Virtual Meetup – Botond Ballo

Abstract

Developers today expect development tools such as editors to offer features based on a semantic-level understanding of their code.

This presentation explores various approaches editors take to provide semantic features, with a focus on the C++ programming language.
Eclipse’s C/C++ Development Tools (CDT) are a classical example of an editor rolling its own semantic understanding of C++. It has served the C++ developer community well, but more recently has lagged behind in support for newer C++ language features.
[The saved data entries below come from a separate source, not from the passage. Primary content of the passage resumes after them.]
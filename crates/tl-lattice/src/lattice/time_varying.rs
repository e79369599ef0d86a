//! Time-varying additive binomial lattice.
//!
//! Per-step volatility, rate and dividend vectors share one space step `Δx`,
//! so the tree recombines; each step gets its own length `dt_i`, up
//! probability and discount factor instead.

use tl_core::{ensure, Rate, Real, Result, Size, Time, Volatility};

use super::{check_probability, StepParameters, TimeGrid, TimeVaryingParameters};
use crate::greeks::GreekNodes;
use crate::market::TermMarket;

/// Parameter provider for the time-varying lattice.
#[derive(Debug, Clone, Copy, PartialEq, Eq, Default)]
pub struct TimeVaryingLattice;

impl TimeVaryingLattice {
    /// Per-step drift of the log price, `ν_i = r_i − q_i − σ_i²/2`.
    pub fn shifted_drift(
        &self,
        volatilities: &[Volatility],
        interest_rates: &[Rate],
        dividend_yields: &[Rate],
    ) -> Vec<Real> {
        volatilities
            .iter()
            .zip(interest_rates)
            .zip(dividend_yields)
            .map(|((v, r), q)| r - q - 0.5 * v * v)
            .collect()
    }

    /// Common space step `Δx = √(⟨σ²⟩Δt̄ + ⟨ν²⟩Δt̄²)` with `Δt̄ = T/N`.
    pub fn space_step(
        &self,
        time_to_expiry: Time,
        volatilities: &[Volatility],
        steps: Size,
        drifts: &[Real],
    ) -> Real {
        let n = steps as Real;
        let dt = time_to_expiry / n;
        let mean_var = volatilities.iter().map(|v| v * v).sum::<Real>() / n;
        let mean_nu2 = drifts.iter().map(|nu| nu * nu).sum::<Real>() / n;
        (mean_var * dt + mean_nu2 * dt * dt).sqrt()
    }

    /// Step length and up probability for one step.
    ///
    /// `dt` is the positive root of `σ²dt + ν²dt² = Δx²`, written in a form
    /// that stays finite as `ν → 0`.
    pub fn step_parameters(
        &self,
        volatility: Volatility,
        drift: Real,
        space_step: Real,
    ) -> Result<(Time, Real)> {
        let var = volatility * volatility;
        let dx2 = space_step * space_step;
        let dt = 2.0 * dx2 / (var + (var * var + 4.0 * drift * drift * dx2).sqrt());
        let pu = 0.5 + 0.5 * drift * dt / space_step;
        check_probability(pu, "up probability")?;
        Ok((dt, pu))
    }

    /// Build the full per-step parameter set for a term market.
    ///
    /// # Errors
    /// `InvalidInput` on vector length mismatches or bad scalars;
    /// `DegenerateParameters` if any step's probability leaves `(0, 1)`.
    pub fn parameters(&self, market: &TermMarket, steps: Size) -> Result<TimeVaryingParameters> {
        ensure!(steps > 0, "number of steps should be positive");
        market.validate(steps)?;
        let drifts = self.shifted_drift(
            &market.volatilities,
            &market.interest_rates,
            &market.dividend_yields,
        );
        let space_step = self.space_step(market.time_to_expiry, &market.volatilities, steps, &drifts);

        let mut per_step = Vec::with_capacity(steps);
        for i in 0..steps {
            let (dt, pu) = self.step_parameters(market.volatilities[i], drifts[i], space_step)?;
            per_step.push(StepParameters {
                dt,
                up_probability: pu,
                down_probability: 1.0 - pu,
                discount: (-market.interest_rates[i] * dt).exp(),
            });
        }
        let dts: Vec<Time> = per_step.iter().map(|s| s.dt).collect();
        Ok(TimeVaryingParameters {
            space_step,
            per_step,
            grid: TimeGrid::from_dts(&dts),
        })
    }

    /// Theta from the middle node at depth 2, `(V(2,1) − V₀)/(dt₀ + dt₁)`.
    pub fn theta(&self, dt0: Time, dt1: Time, nodes: &GreekNodes) -> Real {
        (nodes.middle - nodes.price) / (dt0 + dt1)
    }
}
In recent years, the Language Server Protocol has emerged as a promising technology that decouples components providing semantic language understanding (language servers) from the editors that make use of them (language clients). The C++ community has converged on Clangd as the leading open-source C++ language server implementation.
Providing performant and accurate editor tooling for C++ is particularly challenging, due to the language’s unique features, such as its textual header inclusion model, conditional branches in the preprocessor, and its approach to parameterized code (templates). Clangd makes a number of architectural innovations to tackle these challenges. The C++ community has additional improvements to look forward to in the editor tooling space, both from further enhancements to Clangd’s implementation, as well as benefits to be reaped from new C++ language features such as Modules and Concepts.

Biography

Botond Ballo is a software engineer passionate about C++ and developer tooling.
Botond works for Mozilla on the Firefox web browser’s rendering engine, a large open-source C++ codebase which more recently has also gained components written in Rust. Botond also contracts with Ericsson to work on the Clangd C++ language server, a server-side implementation of the Language Server Protocol which is promising to serve as the basis for the next generation of C++ editor tooling. Botond has previously contributed to the Eclipse C/C++ Developer Tools for several years and is working to apply the insights gained about C++ editor tooling during that process, to his current efforts to improve Clangd. Botond contributes to the Eclipse and LLVM communities under the pseudonym Nathan Ridge.